57 minutes (E) DVD Region 0


review by Tom Johnstone

Don't be fooled by the title of this DVD (or the black and white picture on the front of a scruffy looking kid holding a football and staring at a Ramones-style brick wall). This is not a punk compilation. Don't expect to find anything by The Ramones, The Clash or The Sex Pistols. It is a Virgin/ EMI release after all. Some of the hit singles featured here are little more than novelty records, such as the Toy Dolls' Nellie The Elephant, The Members' Sound Of The Suburbs and The Vapours' vapid Turning Japanese. The bands showcased here are more likely to wear shirts and ties than ripped t-shirts, particularly those of the mod-revivalist persuasion, represented at its best by The Jam and at its worst by Secret Affair.

But once I'd got over the initial disappointment at the Top Of The Pops-friendly content of the track list, I found that there is plenty to enjoy on Teenage Kicks, not least the title track. The Undertones' muscular bubble punk anthem was deservedly the favourite song of the late, lamented John Peel, and the band also feature towards the end of the DVD with their catchiest single, the instantly memorable My Perfect Cousin. Two tracks later and we're treated to a raw live rendition of Ever Fallen In Love, with Pete Shelley sporting a shirt that makes him look like he's auditioning for Joseph And The Amazing Technicolor Dream Coat. But never mind The Buzzcocks, here's a couple of gems: Madness' Baggy Trousers and Dexy's Midnight Runners' Geno.

This isn't the Dexy's Midnight Runners of denim dungarees and gipsy reels, but the Dexy's of white socks and donkey jackets.
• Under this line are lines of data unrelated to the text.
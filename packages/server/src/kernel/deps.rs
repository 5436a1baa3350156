//! Server dependencies for activities (using traits for testability)
//!
//! This module provides the central dependency container shared by the HTTP
//! handlers, the queue worker and the scheduler. External services sit behind
//! trait objects so tests can swap in the mocks from `test_dependencies`.

use sqlx::PgPool;
use std::sync::Arc;

use crate::domains::auth::JwtService;
use crate::kernel::{BaseImageStore, BaseVisionAI};

/// Queue tuning knobs
#[derive(Debug, Clone)]
pub struct QueueSettings {
    /// Rows claimed per worker invocation
    pub batch_size: i64,
    /// Attempts granted to a new job
    pub max_attempts: i32,
    /// `processing` rows older than this are released
    pub stale_after: chrono::Duration,
}

impl Default for QueueSettings {
    fn default() -> Self {
        Self {
            batch_size: 5,
            max_attempts: 3,
            stale_after: chrono::Duration::minutes(15),
        }
    }
}

/// Server dependencies accessible to activities
#[derive(Clone)]
pub struct ServerDeps {
    pub db_pool: PgPool,
    /// Vision completions for the generation step
    pub ai: Arc<dyn BaseVisionAI>,
    /// Cover image uploads; None when storage isn't configured
    pub image_store: Option<Arc<dyn BaseImageStore>>,
    /// JWT service for admin token verification
    pub jwt_service: Arc<JwtService>,
    pub queue: QueueSettings,
}

impl ServerDeps {
    pub fn new(
        db_pool: PgPool,
        ai: Arc<dyn BaseVisionAI>,
        image_store: Option<Arc<dyn BaseImageStore>>,
        jwt_service: Arc<JwtService>,
        queue: QueueSettings,
    ) -> Self {
        Self {
            db_pool,
            ai,
            image_store,
            jwt_service,
            queue,
        }
    }
}
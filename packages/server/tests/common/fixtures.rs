//! Test fixtures for creating test data.
//!
//! These fixtures use the model methods directly to create test data.

use anyhow::Result;
use site_api::common::{PhotoAlbumId, PhotoId};
use site_api::domains::content::models::{BlogPost, ContentStatus, NewBlogPost};
use site_api::domains::generation::models::{GenerationPayload, NewGenerationJob};
use site_api::domains::generation::{GenerationJob, TargetType};
use site_api::domains::photos::{NewPhoto, Photo, PhotoAlbum};
use sqlx::PgPool;

pub async fn create_album(pool: &PgPool) -> Result<PhotoAlbumId> {
    let album = PhotoAlbum::create("Spring jobs", "upload", pool).await?;
    Ok(album.id)
}

pub async fn create_photo(pool: &PgPool, album_id: PhotoAlbumId, caption: &str) -> Result<Photo> {
    Photo::create(
        NewPhoto::builder()
            .album_id(album_id)
            .image_url(format!("https://cdn.test/{}.jpg", PhotoId::new()))
            .source_caption(Some(caption.to_string()))
            .build(),
        pool,
    )
    .await
}

/// `count` photos in one album, captioned "Photo 1".."Photo n" style descriptions
pub async fn create_photos(pool: &PgPool, count: usize) -> Result<Vec<Photo>> {
    let album_id = create_album(pool).await?;
    let mut photos = Vec::with_capacity(count);
    for i in 0..count {
        photos.push(create_photo(pool, album_id, &format!("Poured concrete slab, section {}", i + 1)).await?);
    }
    Ok(photos)
}

pub async fn enqueue_job(pool: &PgPool, photo_ids: &[PhotoId]) -> Result<GenerationJob> {
    enqueue_job_with(pool, TargetType::BlogPost, photo_ids, GenerationPayload::default()).await
}

pub async fn enqueue_job_with(
    pool: &PgPool,
    target: TargetType,
    photo_ids: &[PhotoId],
    payload: GenerationPayload,
) -> Result<GenerationJob> {
    GenerationJob::enqueue(
        NewGenerationJob::builder()
            .target_type(target)
            .photo_ids(photo_ids.to_vec())
            .payload(payload)
            .build(),
        pool,
    )
    .await
}

/// Published blog post linked to the given photos
pub async fn publish_post_with_photos(
    pool: &PgPool,
    slug: &str,
    photo_ids: &[PhotoId],
) -> Result<BlogPost> {
    let mut tx = pool.begin().await?;
    let post = BlogPost::create(
        NewBlogPost::builder()
            .title(format!("Post {}", slug))
            .slug(slug.to_string())
            .body("A finished driveway.".to_string())
            .status(ContentStatus::Published)
            .build(),
        &mut *tx,
    )
    .await?;
    BlogPost::link_photos(post.id, photo_ids, &mut *tx).await?;
    tx.commit().await?;
    Ok(post)
}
Geno is a rousing blue-eyed soul chant, backed by Dexy's crisply percussive brass section. It's hard to imagine a song like that getting to #1 today. Baggy Trousers was never my favourite Madness song, and the video is chiefly remembered for its flying saxophone player. But together the song and the video provide a trenchant piece of social criticism, in which the flying sax artist functions as a welcome surreal element. Intercut with disturbing shots of shop dummies falling over, the band dance robotically in their crombies and shades, as they sing about school kids "trying to make a difference to their day," in the shadow of boredom and the cane. School is also the subject of the Boom Town Rats' I Don't Like Mondays, in which the lesson being learned is "how to die."

XTC's Making Plans For Nigel is a single that I remember becoming irritating after constant repetition. In the video, a series of unsettling tableaux continue this theme of boredom and repression, as a disorientated young man is subjected to a series of experiments by a mad doctor figure, and is then shown a series of cards, displaying various employment options. This echo of The Clash's Career Opportunities reminds us that though punk expressed raw anger at the boredom and disaffection they found in everyday life, the later 'New Wave' bands represented here gave the same themes a more mainstream expression. At times this borders on caricature, as in Sound Of The Suburbs, but for every tacky curiosity like this, there is a gem like Up The Junction by Squeeze.